= Bob Fitch (photographer) =

American photographer

Robert De Witt Fitch (1939–2016) was an American photographer during the civil rights movement.

== Early life and education ==
Robert De Witt Fitch was born on July 20, 1939, in Los Angeles, California. His parents were Robert Fitch and Marion Weeks De Witt. His father was a minister with the United Church of Christ and professor of Christian ethics.

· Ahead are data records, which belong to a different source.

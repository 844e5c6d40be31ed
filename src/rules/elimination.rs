//! Candidate elimination by relative digit position
//!
//! Every identifier sharing the displayed phrase starts as a candidate. A press
//! removes each candidate for which some still-unconfirmed button's label
//! appears earlier in the identifier than the pressed label (or appears while
//! the pressed label does not). A press that empties the candidate set is wrong.

use crate::core::{ButtonIndex, ButtonPanel, PhraseEntry, RuleKey, BUTTON_COUNT};
use crate::rules::PressRule;

#[derive(Debug, Clone, PartialEq, Eq)]
pub struct EliminationRule {
    candidates: Vec<RuleKey>,
    /// Elimination only applies when the displayed entry's key is positive
    eliminates: bool,
}

impl EliminationRule {
    /// Collect the distinct keys of every entry sharing the chosen phrase
    pub fn new(chosen: &PhraseEntry, entries: &[PhraseEntry]) -> Self {
        let mut candidates: Vec<RuleKey> = Vec::new();
        for entry in entries.iter().filter(|e| e.text == chosen.text) {
            if !candidates.contains(&entry.rule_key) {
                candidates.push(entry.rule_key.clone());
            }
        }
        if candidates.is_empty() {
            candidates.push(chosen.rule_key.clone());
        }

        EliminationRule {
            candidates,
            eliminates: chosen.rule_key.is_positive(),
        }
    }

    /// Keys still consistent with the presses so far
    pub fn candidates(&self) -> &[RuleKey] {
        &self.candidates
    }

    /// Whether pressing `pressed` rules out `key`
    fn violates(key: &RuleKey, panel: &ButtonPanel, pressed: ButtonIndex) -> bool {
        let pressed_pos = key.position_of(panel.number(pressed));
        panel.unconfirmed().any(|other| {
            match (pressed_pos, key.position_of(panel.number(other))) {
                (_, None) => false,
                (None, Some(_)) => true,
                (Some(p), Some(q)) => p > q,
            }
        })
    }
}

impl PressRule for EliminationRule {
    fn judge(&mut self, panel: &mut ButtonPanel, pressed: ButtonIndex) -> bool {
        if pressed >= BUTTON_COUNT {
            return false;
        }
        let mut correct = !panel.is_correct(pressed);

        if self.eliminates {
            let snapshot = &*panel;
            self.candidates
                .retain(|key| !Self::violates(key, snapshot, pressed));
        }
        if self.candidates.is_empty() {
            correct = false;
        }

        if correct {
            panel.set_correct(pressed, true);
        }
        correct
    }

    fn solution(&self, panel: &ButtonPanel) -> Option<Vec<ButtonIndex>> {
        let mut rule = self.clone();
        let mut panel = panel.clone();
        let mut order = Vec::new();

        while !panel.all_correct() {
            let next = panel.unconfirmed().find(|i| {
                let mut trial_rule = rule.clone();
                let mut trial_panel = panel.clone();
                trial_rule.judge(&mut trial_panel, *i)
            })?;
            rule.judge(&mut panel, next);
            order.push(next);
        }
        Some(order)
    }

    fn describe(&self) -> String {
        let ids: Vec<String> = self.candidates.iter().map(|k| k.to_string()).collect();
        format!("The candidate identifiers are {}.", ids.join(", "))
    }
}
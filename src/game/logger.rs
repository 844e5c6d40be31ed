//! Per-module logger
//!
//! Every line is tagged with the module's id (`[Insane Talk #3] ...`). Output
//! can go to stdout, to an in-memory buffer for inspection, or both.

use crate::game::VerbosityLevel;
use crate::Result;
use serde::{Deserialize, Serialize};
use std::cell::{Ref, RefCell};
use std::ops::Deref;

/// Output format for log messages
#[derive(Debug, Clone, Copy, PartialEq, Eq, Serialize, Deserialize, Default)]
pub enum OutputFormat {
    /// Human-readable text output (default)
    #[default]
    Text,
    /// Machine-readable JSON output (one object per line)
    Json,
}

/// Output destination for log messages
#[derive(Debug, Clone, Copy, PartialEq, Eq, Serialize, Deserialize, Default)]
pub enum OutputMode {
    /// Output only to stdout (default)
    #[default]
    Stdout,
    /// Capture only to in-memory buffer (no stdout)
    Memory,
    /// Both stdout and in-memory buffer
    Both,
}

/// A captured log line
#[derive(Debug, Clone, PartialEq, Eq, Serialize)]
pub struct LogEntry {
    pub level: VerbosityLevel,
    pub message: String,
}

/// Guard type that provides read-only access to log entries
pub struct LogGuard<'a> {
    guard: Ref<'a, Vec<LogEntry>>,
}

impl<'a> LogGuard<'a> {
    /// Iterate over captured entries
    pub fn iter(&self) -> std::slice::Iter<'_, LogEntry> {
        self.guard.iter()
    }

    /// Number of captured entries
    pub fn len(&self) -> usize {
        self.guard.len()
    }

    /// Check if nothing was captured
    pub fn is_empty(&self) -> bool {
        self.guard.is_empty()
    }
}

impl<'a> Deref for LogGuard<'a> {
    type Target = [LogEntry];

    fn deref(&self) -> &Self::Target {
        &self.guard
    }
}

#[derive(Serialize)]
struct JsonLine<'a> {
    module: u32,
    level: VerbosityLevel,
    message: &'a str,
}

/// Logger owned by one puzzle module
pub struct ModuleLogger {
    module_id: u32,
    verbosity: VerbosityLevel,
    output_format: OutputFormat,
    output_mode: OutputMode,
    log_buffer: RefCell<Vec<LogEntry>>,
}

impl ModuleLogger {
    /// Create a logger at the default verbosity
    pub fn new(module_id: u32) -> Self {
        ModuleLogger::with_verbosity(module_id, VerbosityLevel::default())
    }

    /// Create a logger with a specific verbosity level
    pub fn with_verbosity(module_id: u32, verbosity: VerbosityLevel) -> Self {
        ModuleLogger {
            module_id,
            verbosity,
            output_format: OutputFormat::default(),
            output_mode: OutputMode::default(),
            log_buffer: RefCell::new(Vec::new()),
        }
    }

    /// Get the id used in the line prefix
    pub fn module_id(&self) -> u32 {
        self.module_id
    }

    /// Set output mode
    pub fn set_output_mode(&mut self, mode: OutputMode) {
        self.output_mode = mode;
    }

    /// Get current output mode
    pub fn output_mode(&self) -> OutputMode {
        self.output_mode
    }

    /// Capture to memory only, suppressing stdout
    pub fn enable_capture(&mut self) {
        self.output_mode = OutputMode::Memory;
    }

    /// Write to stdout only, stopping capture
    pub fn disable_capture(&mut self) {
        self.output_mode = OutputMode::Stdout;
    }

    /// Check if entries are being captured
    pub fn is_capturing(&self) -> bool {
        matches!(self.output_mode, OutputMode::Memory | OutputMode::Both)
    }

    /// Set output format
    pub fn set_output_format(&mut self, format: OutputFormat) {
        self.output_format = format;
    }

    /// Get current output format
    pub fn output_format(&self) -> OutputFormat {
        self.output_format
    }

    /// Get current verbosity level
    pub fn verbosity(&self) -> VerbosityLevel {
        self.verbosity
    }

    /// Set verbosity level
    pub fn set_verbosity(&mut self, verbosity: VerbosityLevel) {
        self.verbosity = verbosity;
    }

    /// Access captured entries without copying them
    pub fn logs(&self) -> LogGuard<'_> {
        LogGuard {
            guard: self.log_buffer.borrow(),
        }
    }

    /// Drop all captured entries
    pub fn clear_logs(&mut self) {
        self.log_buffer.borrow_mut().clear();
    }

    /// Print buffered entries the verbosity allows, then clear the buffer
    pub fn flush_buffer(&mut self) {
        for entry in self.log_buffer.borrow().iter() {
            if entry.level <= self.verbosity {
                self.write_line(entry.level, &entry.message);
            }
        }
        self.clear_logs();
    }

    /// Render a message as a single output line in the current format
    pub fn format_line(&self, level: VerbosityLevel, message: &str) -> Result<String> {
        match self.output_format {
            OutputFormat::Text => Ok(format!("[Insane Talk #{}] {}", self.module_id, message)),
            OutputFormat::Json => {
                let line = JsonLine {
                    module: self.module_id,
                    level,
                    message,
                };
                Ok(serde_json::to_string(&line)?)
            }
        }
    }

    fn write_line(&self, level: VerbosityLevel, message: &str) {
        match self.format_line(level, message) {
            Ok(line) => println!("{line}"),
            Err(e) => eprintln!("[Insane Talk #{}] log encoding failed: {e}", self.module_id),
        }
    }

    fn log(&self, level: VerbosityLevel, message: &str) {
        let should_capture = self.is_capturing();
        let should_output = matches!(self.output_mode, OutputMode::Stdout | OutputMode::Both);

        if level > self.verbosity && !should_capture {
            return;
        }

        if should_capture {
            self.log_buffer.borrow_mut().push(LogEntry {
                level,
                message: message.to_string(),
            });
        }

        if should_output && level <= self.verbosity {
            self.write_line(level, message);
        }
    }

    /// Log at Minimal level
    #[inline]
    pub fn minimal(&self, message: &str) {
        self.log(VerbosityLevel::Minimal, message);
    }

    /// Log at Normal level
    #[inline]
    pub fn normal(&self, message: &str) {
        self.log(VerbosityLevel::Normal, message);
    }

    /// Log at Verbose level
    #[inline]
    pub fn verbose(&self, message: &str) {
        self.log(VerbosityLevel::Verbose, message);
    }
}

impl std::fmt::Debug for ModuleLogger {
    fn fmt(&self, f: &mut std::fmt::Formatter<'_>) -> std::fmt::Result {
        f.debug_struct("ModuleLogger")
            .field("module_id", &self.module_id)
            .field("verbosity", &self.verbosity)
            .field("output_mode", &self.output_mode)
            .field("log_count", &self.log_buffer.borrow().len())
            .finish()
    }
}
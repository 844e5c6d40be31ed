//! Ordered subsequence matching
//!
//! The rule key's distinct digits, in first-occurrence order and restricted to
//! the labels on the panel, must be pressed first. Once that prefix is used up
//! each further press toggles the pressed button's state.

use crate::core::{ButtonIndex, ButtonPanel, RuleKey, BUTTON_COUNT};
use crate::rules::PressRule;
use smallvec::SmallVec;

#[derive(Debug, Clone, PartialEq, Eq)]
pub struct SubsequenceRule {
    expected: SmallVec<[u8; 4]>,
    current_index: usize,
}

impl SubsequenceRule {
    /// Derive the expected sequence for a panel
    pub fn new(key: &RuleKey, panel: &ButtonPanel) -> Self {
        let mut expected: SmallVec<[u8; 4]> = SmallVec::new();
        for digit in key.digits().bytes().filter(u8::is_ascii_digit) {
            let digit = digit - b'0';
            if panel.contains(digit) && !expected.contains(&digit) {
                expected.push(digit);
            }
        }
        SubsequenceRule {
            expected,
            current_index: 0,
        }
    }

    /// Get the labels that must be pressed first, in order
    pub fn expected(&self) -> &[u8] {
        &self.expected
    }

    /// Number of expected labels already pressed
    pub fn current_index(&self) -> usize {
        self.current_index
    }

    /// True once the expected prefix has been entered
    pub fn is_exhausted(&self) -> bool {
        self.current_index >= self.expected.len()
    }
}

impl PressRule for SubsequenceRule {
    fn judge(&mut self, panel: &mut ButtonPanel, pressed: ButtonIndex) -> bool {
        if pressed >= BUTTON_COUNT {
            return false;
        }
        let correct = match self.expected.get(self.current_index) {
            Some(next) => panel.number(pressed) == *next,
            None => !panel.is_correct(pressed),
        };
        panel.set_correct(pressed, correct);

        if correct && !self.is_exhausted() {
            self.current_index += 1;
        }
        correct
    }

    fn solution(&self, panel: &ButtonPanel) -> Option<Vec<ButtonIndex>> {
        let mut order: Vec<ButtonIndex> = self.expected[self.current_index..]
            .iter()
            .filter_map(|digit| panel.index_of(*digit))
            .collect();
        let rest: Vec<ButtonIndex> = panel
            .unconfirmed()
            .filter(|i| !order.contains(i))
            .collect();
        order.extend(rest);
        Some(order)
    }

    fn describe(&self) -> String {
        if self.expected.is_empty() {
            return "The expected sequence is anything.".to_string();
        }
        let digits: String = self.expected.iter().map(|d| char::from(b'0' + d)).collect();
        format!("The expected sequence is {digits}, followed by any other values if applicable.")
    }
}
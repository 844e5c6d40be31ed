//! Press validation rules
//!
//! A rule judges each button press against the round's chosen phrase and
//! records the outcome on the button panel.

pub mod elimination;
pub mod subsequence;

pub use elimination::EliminationRule;
pub use subsequence::SubsequenceRule;

use crate::core::{ButtonIndex, ButtonPanel, PhraseEntry};
use serde::{Deserialize, Serialize};

/// Which validation semantics a module uses
#[derive(Debug, Clone, Copy, PartialEq, Eq, Serialize, Deserialize, Default)]
pub enum RuleVariant {
    /// Ordered subsequence of the rule key's digits (digit-string assets)
    #[default]
    Subsequence,
    /// Candidate elimination over identifiers sharing a phrase (id assets)
    Elimination,
}

/// Judgement of button presses for one round
pub trait PressRule {
    /// Judge a press of `pressed`, updating the panel's button states
    ///
    /// Returns true if the press was correct. A `pressed` index outside the
    /// panel is judged wrong and leaves the panel untouched.
    fn judge(&mut self, panel: &mut ButtonPanel, pressed: ButtonIndex) -> bool;

    /// Button presses that complete the round from its current state
    ///
    /// Returns `None` if no sequence of presses can complete it.
    fn solution(&self, panel: &ButtonPanel) -> Option<Vec<ButtonIndex>>;

    /// Human-readable summary for the module log
    fn describe(&self) -> String;
}

/// The rule chosen for the current round
#[derive(Debug, Clone, PartialEq, Eq)]
pub enum ActiveRule {
    Subsequence(SubsequenceRule),
    Elimination(EliminationRule),
}

impl ActiveRule {
    /// Derive the rule for a freshly randomized panel
    pub fn derive(
        variant: RuleVariant,
        chosen: &PhraseEntry,
        entries: &[PhraseEntry],
        panel: &ButtonPanel,
    ) -> Self {
        match variant {
            RuleVariant::Subsequence => {
                ActiveRule::Subsequence(SubsequenceRule::new(&chosen.rule_key, panel))
            }
            RuleVariant::Elimination => {
                ActiveRule::Elimination(EliminationRule::new(chosen, entries))
            }
        }
    }

    /// Get the variant this rule implements
    pub fn variant(&self) -> RuleVariant {
        match self {
            ActiveRule::Subsequence(_) => RuleVariant::Subsequence,
            ActiveRule::Elimination(_) => RuleVariant::Elimination,
        }
    }
}

impl PressRule for ActiveRule {
    fn judge(&mut self, panel: &mut ButtonPanel, pressed: ButtonIndex) -> bool {
        match self {
            ActiveRule::Subsequence(rule) => rule.judge(panel, pressed),
            ActiveRule::Elimination(rule) => rule.judge(panel, pressed),
        }
    }

    fn solution(&self, panel: &ButtonPanel) -> Option<Vec<ButtonIndex>> {
        match self {
            ActiveRule::Subsequence(rule) => rule.solution(panel),
            ActiveRule::Elimination(rule) => rule.solution(panel),
        }
    }

    fn describe(&self) -> String {
        match self {
            ActiveRule::Subsequence(rule) => rule.describe(),
            ActiveRule::Elimination(rule) => rule.describe(),
        }
    }
}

Fitch went to high school in Berkeley, California, during the 1950s. In 1961, Fitch earned a B.A. in Psychology at Lewis & Clark College. Fitch later earned both a B.A. and a Master of Divinity at the Pacific School of Religion. His father was dean of the Pacific School of Religion. In 1965, Fitch was ordained by the United Church of Christ.

== Early career ==
Early in his career, Fitch served as an intern at Glide Memorial United Methodist Church in San Francisco. There he worked with groups including street gangs, the homeless, hippies and LGBT groups. Fitch was later a labor organizer and a draft resistance counselor. Fitch worked at the California Department of Housing and Community Development and at the Resource Center for Nonviolence, in Sacramento and Santa Cruz.

== Death and legacy ==
Fitch died on April 29, 2016, in Watsonville, California. He was aged 76 and died from complications of Parkinson's disease.

An archive of Fitch's photos is held at Stanford University Libraries. The archive is described as containing "over 200,000 images, primarily black and white photographs and negatives, spanning the period from 1965 to the present."